» Task item
Take every line containing "backend" out of the records.

» Input
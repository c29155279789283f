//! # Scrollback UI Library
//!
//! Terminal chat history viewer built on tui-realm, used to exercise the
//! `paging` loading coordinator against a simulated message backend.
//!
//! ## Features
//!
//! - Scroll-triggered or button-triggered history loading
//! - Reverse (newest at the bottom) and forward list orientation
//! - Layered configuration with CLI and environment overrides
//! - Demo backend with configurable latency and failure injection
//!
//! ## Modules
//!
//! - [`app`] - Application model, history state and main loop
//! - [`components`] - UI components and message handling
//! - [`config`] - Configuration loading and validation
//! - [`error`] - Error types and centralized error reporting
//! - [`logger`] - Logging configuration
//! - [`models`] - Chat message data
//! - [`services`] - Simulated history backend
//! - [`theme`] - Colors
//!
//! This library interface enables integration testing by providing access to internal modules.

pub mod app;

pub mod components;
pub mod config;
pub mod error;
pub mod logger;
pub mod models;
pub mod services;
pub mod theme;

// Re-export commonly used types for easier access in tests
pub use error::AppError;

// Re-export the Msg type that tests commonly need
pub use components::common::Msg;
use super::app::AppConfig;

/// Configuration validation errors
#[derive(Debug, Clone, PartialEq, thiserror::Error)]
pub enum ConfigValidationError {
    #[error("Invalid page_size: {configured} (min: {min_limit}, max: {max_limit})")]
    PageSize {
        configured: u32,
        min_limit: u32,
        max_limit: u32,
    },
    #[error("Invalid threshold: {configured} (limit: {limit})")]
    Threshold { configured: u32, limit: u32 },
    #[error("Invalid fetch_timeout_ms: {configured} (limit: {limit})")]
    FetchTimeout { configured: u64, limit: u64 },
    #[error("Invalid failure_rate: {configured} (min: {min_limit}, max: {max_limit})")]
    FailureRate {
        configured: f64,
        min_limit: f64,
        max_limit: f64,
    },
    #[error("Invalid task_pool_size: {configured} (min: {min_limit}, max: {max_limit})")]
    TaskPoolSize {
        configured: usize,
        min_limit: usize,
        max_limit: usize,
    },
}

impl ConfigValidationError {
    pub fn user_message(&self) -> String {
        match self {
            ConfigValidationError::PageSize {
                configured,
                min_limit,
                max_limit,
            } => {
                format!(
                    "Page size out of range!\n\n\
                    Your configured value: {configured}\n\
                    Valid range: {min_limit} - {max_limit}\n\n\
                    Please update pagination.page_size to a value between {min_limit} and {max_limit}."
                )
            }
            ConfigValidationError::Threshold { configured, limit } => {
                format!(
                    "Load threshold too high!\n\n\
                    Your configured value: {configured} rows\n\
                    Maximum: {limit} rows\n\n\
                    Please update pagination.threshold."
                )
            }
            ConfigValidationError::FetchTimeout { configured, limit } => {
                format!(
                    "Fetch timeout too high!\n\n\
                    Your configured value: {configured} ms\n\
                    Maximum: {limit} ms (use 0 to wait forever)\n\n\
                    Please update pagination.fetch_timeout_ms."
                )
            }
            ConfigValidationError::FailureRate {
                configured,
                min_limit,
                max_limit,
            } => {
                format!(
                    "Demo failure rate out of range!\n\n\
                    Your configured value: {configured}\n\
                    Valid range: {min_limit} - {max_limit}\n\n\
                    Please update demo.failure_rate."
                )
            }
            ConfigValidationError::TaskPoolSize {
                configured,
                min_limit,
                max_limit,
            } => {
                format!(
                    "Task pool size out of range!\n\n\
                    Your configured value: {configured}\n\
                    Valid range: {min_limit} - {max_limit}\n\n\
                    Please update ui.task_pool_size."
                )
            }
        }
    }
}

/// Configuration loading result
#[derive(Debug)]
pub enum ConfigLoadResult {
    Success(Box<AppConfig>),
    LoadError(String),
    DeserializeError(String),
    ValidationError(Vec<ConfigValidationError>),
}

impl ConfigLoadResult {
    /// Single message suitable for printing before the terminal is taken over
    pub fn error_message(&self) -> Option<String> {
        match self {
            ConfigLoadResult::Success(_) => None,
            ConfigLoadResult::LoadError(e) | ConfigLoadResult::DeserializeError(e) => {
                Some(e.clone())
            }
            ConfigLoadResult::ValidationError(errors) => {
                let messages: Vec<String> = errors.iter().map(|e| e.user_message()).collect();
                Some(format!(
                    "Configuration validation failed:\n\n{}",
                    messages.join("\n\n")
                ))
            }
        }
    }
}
--
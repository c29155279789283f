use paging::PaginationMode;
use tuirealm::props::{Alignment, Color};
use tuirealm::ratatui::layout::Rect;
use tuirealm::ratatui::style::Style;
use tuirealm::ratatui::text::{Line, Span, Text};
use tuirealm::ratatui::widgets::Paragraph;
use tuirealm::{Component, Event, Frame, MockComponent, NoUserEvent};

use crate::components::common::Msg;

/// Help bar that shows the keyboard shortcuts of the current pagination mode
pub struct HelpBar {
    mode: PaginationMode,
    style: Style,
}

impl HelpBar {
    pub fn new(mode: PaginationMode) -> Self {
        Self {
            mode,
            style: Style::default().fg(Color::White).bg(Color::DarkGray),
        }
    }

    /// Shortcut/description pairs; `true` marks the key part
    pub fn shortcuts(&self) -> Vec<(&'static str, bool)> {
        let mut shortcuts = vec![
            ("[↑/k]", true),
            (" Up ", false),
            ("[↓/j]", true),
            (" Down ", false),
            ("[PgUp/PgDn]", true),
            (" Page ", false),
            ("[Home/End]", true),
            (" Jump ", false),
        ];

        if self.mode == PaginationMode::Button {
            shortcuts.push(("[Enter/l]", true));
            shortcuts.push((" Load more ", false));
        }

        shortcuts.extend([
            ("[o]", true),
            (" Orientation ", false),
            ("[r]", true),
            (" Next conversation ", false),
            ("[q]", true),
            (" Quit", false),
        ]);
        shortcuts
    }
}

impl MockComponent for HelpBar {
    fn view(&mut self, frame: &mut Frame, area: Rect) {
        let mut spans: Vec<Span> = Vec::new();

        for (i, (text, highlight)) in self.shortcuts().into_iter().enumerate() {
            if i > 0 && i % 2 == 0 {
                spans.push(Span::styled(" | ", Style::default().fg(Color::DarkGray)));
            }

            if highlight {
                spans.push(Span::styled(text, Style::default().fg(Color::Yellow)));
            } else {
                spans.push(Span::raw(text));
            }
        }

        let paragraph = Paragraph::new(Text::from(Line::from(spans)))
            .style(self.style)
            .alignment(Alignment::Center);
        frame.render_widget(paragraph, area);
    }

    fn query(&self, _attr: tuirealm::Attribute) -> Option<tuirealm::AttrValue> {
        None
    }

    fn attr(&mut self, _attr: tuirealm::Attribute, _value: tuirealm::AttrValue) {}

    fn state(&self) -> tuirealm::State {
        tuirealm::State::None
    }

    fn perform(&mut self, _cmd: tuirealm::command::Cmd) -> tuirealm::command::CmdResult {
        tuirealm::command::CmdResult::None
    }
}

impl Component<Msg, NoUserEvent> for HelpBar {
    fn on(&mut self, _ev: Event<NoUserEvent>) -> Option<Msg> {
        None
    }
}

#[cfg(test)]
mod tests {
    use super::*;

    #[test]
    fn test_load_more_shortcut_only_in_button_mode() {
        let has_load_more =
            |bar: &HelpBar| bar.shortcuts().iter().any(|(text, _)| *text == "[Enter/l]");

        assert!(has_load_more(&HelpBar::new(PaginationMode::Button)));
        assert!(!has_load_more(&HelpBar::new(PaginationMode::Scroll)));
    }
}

» Expected answer
//! `paging` loading coordinator against a simulated message backend.
//! - Demo backend with configurable latency and failure injection
//! - [`services`] - Simulated history backend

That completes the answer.